For Hegel, Freedom is in the very nature of a human being. A person may at a given moment be denied freedom, but such a person remains, in their essential nature, free, even whilst lanaguishing in the deepest and darkest dungeon. On the other hand, theorists of our time, as you say, following Foucault, take the opposite stance: that power is the master signifier which constitutes all other categories and experiences, including the human subject itself, and freedom recedes beyond the horizon of possibility. I prefer Hegel.

The material world is, if you want to see it that way, a constraint upon our freedom, but freedom is after all expressed in the world our predecessors have fashioned for us and which we constantly refashion. That's why what Hegel calls spirit does not spring anew from each individual ego who wants to bounce intersubjectively of someone else, but is constituted and reconstituted by human activity.

Larry Purss wrote:

I just received a copy of your 2007 article *Mediation and  Intersubjective
Interpretations of Hegel* which you posted. This article has offered a new
clarity to my understanding of Hegel's use of intersubjectivity and your
cautions that in our modern incorporation of Hegel as the ancestor of
intersubjectivity we have lost the centrality of *spirit* which IN-forms
Hegel's intersubjectivity

Andy, your *genre* of writing which puts in *play* concepts such as spirit,
mediation, intersubjectivity, and material culture was engaging and also

In the spirit of play within this genre I would like to bring in Wayne
Booth who is exploring similar themes in his article "Freedom of
Interpretation: Bakhtin and the Challenge of Feminist Criticism".

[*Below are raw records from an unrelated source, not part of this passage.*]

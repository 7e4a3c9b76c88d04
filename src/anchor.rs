use std::f32::consts::FRAC_1_SQRT_2;

use serde::{Deserialize, Serialize};

use crate::geometry::{BBox, Size, Vec2};

/// Compass direction around a point anchor.
///
/// Bearings follow the cartographic convention: 0 = north, clockwise.
/// Pixel space is y-down, so north points toward negative y.
#[derive(Debug, Clone, Copy, PartialEq, Eq, Hash, Serialize, Deserialize)]
pub enum Compass {
    N,
    NE,
    E,
    SE,
    S,
    SW,
    W,
    NW,
}

/// Imhof candidate order: the 8 positions around a point anchor ranked by
/// cartographic legibility preference. This exact order is a content
/// contract relied on by map authors.
pub const IMHOF_ORDER: [Compass; 8] = [
    Compass::NE,
    Compass::E,
    Compass::NW,
    Compass::W,
    Compass::SE,
    Compass::SW,
    Compass::N,
    Compass::S,
];

impl Compass {
    /// Unit offset in y-down pixel space.
    pub fn unit(&self) -> Vec2 {
        let d = FRAC_1_SQRT_2;
        match self {
            Compass::N => Vec2::new(0.0, -1.0),
            Compass::NE => Vec2::new(d, -d),
            Compass::E => Vec2::new(1.0, 0.0),
            Compass::SE => Vec2::new(d, d),
            Compass::S => Vec2::new(0.0, 1.0),
            Compass::SW => Vec2::new(-d, d),
            Compass::W => Vec2::new(-1.0, 0.0),
            Compass::NW => Vec2::new(-d, -d),
        }
    }

    pub fn bearing_deg(&self) -> f32 {
        match self {
            Compass::N => 0.0,
            Compass::NE => 45.0,
            Compass::E => 90.0,
            Compass::SE => 135.0,
            Compass::S => 180.0,
            Compass::SW => 225.0,
            Compass::W => 270.0,
            Compass::NW => 315.0,
        }
    }

    pub fn opposite(&self) -> Compass {
        match self {
            Compass::N => Compass::S,
            Compass::NE => Compass::SW,
            Compass::E => Compass::W,
            Compass::SE => Compass::NW,
            Compass::S => Compass::N,
            Compass::SW => Compass::NE,
            Compass::W => Compass::E,
            Compass::NW => Compass::SE,
        }
    }

    /// Nearest compass direction for a bearing in degrees (0 = N, clockwise).
    pub fn from_bearing(bearing_deg: f32) -> Compass {
        let normalized = bearing_deg.rem_euclid(360.0);
        let sector = ((normalized + 22.5) / 45.0) as usize % 8;
        [
            Compass::N,
            Compass::NE,
            Compass::E,
            Compass::SE,
            Compass::S,
            Compass::SW,
            Compass::W,
            Compass::NW,
        ][sector]
    }
}

/// Bearing from one point toward another (0 = north, clockwise), y-down.
pub fn bearing_between(from: Vec2, to: Vec2) -> f32 {
    let d = to - from;
    d.x.atan2(-d.y).to_degrees().rem_euclid(360.0)
}

/// Natural approach direction of a route at its final anchor: the compass
/// sector the path arrives from, seen from the anchor.
pub fn approach_direction(prev: Vec2, anchor: Vec2) -> Compass {
    Compass::from_bearing(bearing_between(anchor, prev))
}

/// Candidate box for a footprint hung outward from a point anchor in the
/// given direction at the given clearance radius.
///
/// The box touches the anchor ring and extends away from it, so a NE label
/// has its bottom-left corner on the ring point, an E label its left edge
/// midpoint, and so on.
pub fn anchored_box(anchor: Vec2, dir: Compass, radius: f32, size: Size) -> BBox {
    let p = anchor + dir.unit() * radius;
    let (w, h) = (size.width, size.height);
    match dir {
        Compass::NE => BBox::new(p.x, p.y - h, w, h),
        Compass::E => BBox::new(p.x, p.y - h / 2.0, w, h),
        Compass::NW => BBox::new(p.x - w, p.y - h, w, h),
        Compass::W => BBox::new(p.x - w, p.y - h / 2.0, w, h),
        Compass::SE => BBox::new(p.x, p.y, w, h),
        Compass::SW => BBox::new(p.x - w, p.y, w, h),
        Compass::N => BBox::new(p.x - w / 2.0, p.y - h, w, h),
        Compass::S => BBox::new(p.x - w / 2.0, p.y, w, h),
    }
}

/// Segment indices of a polyline ranked longest-first, ties broken by
/// original segment order. Longer segments give a path label more room
/// and a steadier angle, so they are tried first.
pub fn rank_segments(path: &[Vec2]) -> Vec<usize> {
    if path.len() < 2 {
        return Vec::new();
    }
    let mut ranked: Vec<(usize, f32)> = path
        .windows(2)
        .enumerate()
        .map(|(i, w)| (i, w[0].distance(w[1])))
        .collect();
    ranked.sort_by(|a, b| {
        b.1.partial_cmp(&a.1)
            .unwrap_or(std::cmp::Ordering::Equal)
            .then(a.0.cmp(&b.0))
    });
    ranked.into_iter().map(|(i, _)| i).collect()
}

/// Label rotation along a segment, folded into the readable range
/// (-90, 90] so text never renders upside down.
pub fn segment_rotation_deg(a: Vec2, b: Vec2) -> f32 {
    let d = b - a;
    let mut angle = d.y.atan2(d.x).to_degrees();
    if angle > 90.0 {
        angle -= 180.0;
    }
    if angle <= -90.0 {
        angle += 180.0;
    }
    angle
}

#[cfg(test)]
mod tests {
    use super::{
        Compass, IMHOF_ORDER, anchored_box, approach_direction, bearing_between, rank_segments,
        segment_rotation_deg,
    };
    use crate::geometry::{Size, Vec2};

    #[test]
    fn imhof_order_is_the_content_contract() {
        assert_eq!(
            IMHOF_ORDER,
            [
                Compass::NE,
                Compass::E,
                Compass::NW,
                Compass::W,
                Compass::SE,
                Compass::SW,
                Compass::N,
                Compass::S,
            ]
        );
    }

    #[test]
    fn north_points_up_in_pixel_space() {
        let n = Compass::N.unit();
        assert_eq!((n.x, n.y), (0.0, -1.0));
        let ne = Compass::NE.unit();
        assert!(ne.x > 0.0 && ne.y < 0.0);
        assert!((ne.length() - 1.0).abs() < 1e-6);
    }

    #[test]
    fn bearing_between_cardinal_points() {
        let o = Vec2::ZERO;
        assert!((bearing_between(o, Vec2::new(0.0, -10.0)) - 0.0).abs() < 1e-4);
        assert!((bearing_between(o, Vec2::new(10.0, 0.0)) - 90.0).abs() < 1e-4);
        assert!((bearing_between(o, Vec2::new(0.0, 10.0)) - 180.0).abs() < 1e-4);
        assert!((bearing_between(o, Vec2::new(-10.0, 0.0)) - 270.0).abs() < 1e-4);
    }

    #[test]
    fn from_bearing_snaps_to_nearest_sector() {
        assert_eq!(Compass::from_bearing(10.0), Compass::N);
        assert_eq!(Compass::from_bearing(44.0), Compass::NE);
        assert_eq!(Compass::from_bearing(91.0), Compass::E);
        assert_eq!(Compass::from_bearing(359.0), Compass::N);
        assert_eq!(Compass::from_bearing(-45.0), Compass::NW);
    }

    #[test]
    fn approach_comes_from_the_previous_waypoint() {
        let anchor = Vec2::new(100.0, 100.0);
        let prev = Vec2::new(100.0, 160.0);
        assert_eq!(approach_direction(prev, anchor), Compass::S);
    }

    #[test]
    fn anchored_box_hangs_outward() {
        let size = Size::new(8.0, 4.0);
        let anchor = Vec2::ZERO;

        let ne = anchored_box(anchor, Compass::NE, 4.0, size);
        assert!(ne.x > 0.0);
        assert!(ne.bottom() < 0.0);

        let e = anchored_box(anchor, Compass::E, 4.0, size);
        assert_eq!(e.x, 4.0);
        assert!((e.center_y() - 0.0).abs() < 1e-6);

        let s = anchored_box(anchor, Compass::S, 4.0, size);
        assert!((s.center_x() - 0.0).abs() < 1e-6);
        assert_eq!(s.y, 4.0);

        let w = anchored_box(anchor, Compass::W, 4.0, size);
        assert_eq!(w.right(), -4.0);
    }

    #[test]
    fn segments_rank_longest_first_with_stable_ties() {
        // Lengths [50, 30, 80] -> order [2, 0, 1].
        let path = [
            Vec2::new(0.0, 0.0),
            Vec2::new(50.0, 0.0),
            Vec2::new(50.0, 30.0),
            Vec2::new(130.0, 30.0),
        ];
        assert_eq!(rank_segments(&path), vec![2, 0, 1]);

        let tied = [
            Vec2::new(0.0, 0.0),
            Vec2::new(10.0, 0.0),
            Vec2::new(20.0, 0.0),
        ];
        assert_eq!(rank_segments(&tied), vec![0, 1]);
        assert!(rank_segments(&tied[..1]).is_empty());
    }

    #[test]
    fn rotation_stays_readable() {
        let a = Vec2::ZERO;
        assert_eq!(segment_rotation_deg(a, Vec2::new(10.0, 0.0)), 0.0);
        // Right-to-left segment folds back to horizontal.
        assert!(segment_rotation_deg(a, Vec2::new(-10.0, 0.0)).abs() < 1e-3);
        let steep = segment_rotation_deg(a, Vec2::new(1.0, 10.0));
        assert!(steep > -90.0 && steep <= 90.0);
    }
}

 He opens the article with this paragraph:

Most critics today would see the "politics of interpretation"as beginning
and ending not with freedom but with power.... In this view, the search for
freedom of interpretation becomes the problem of how to resist power - how
to wrest it from those who have it or how to produce a text that will not
be co-opted by it.  WHO has the power - which class, which ruler, which
faction. which sex - to impose what can be said and not said? Whose
language, because of the power of its users, imposes a given view of
reality upon whoever fails to resist the language?"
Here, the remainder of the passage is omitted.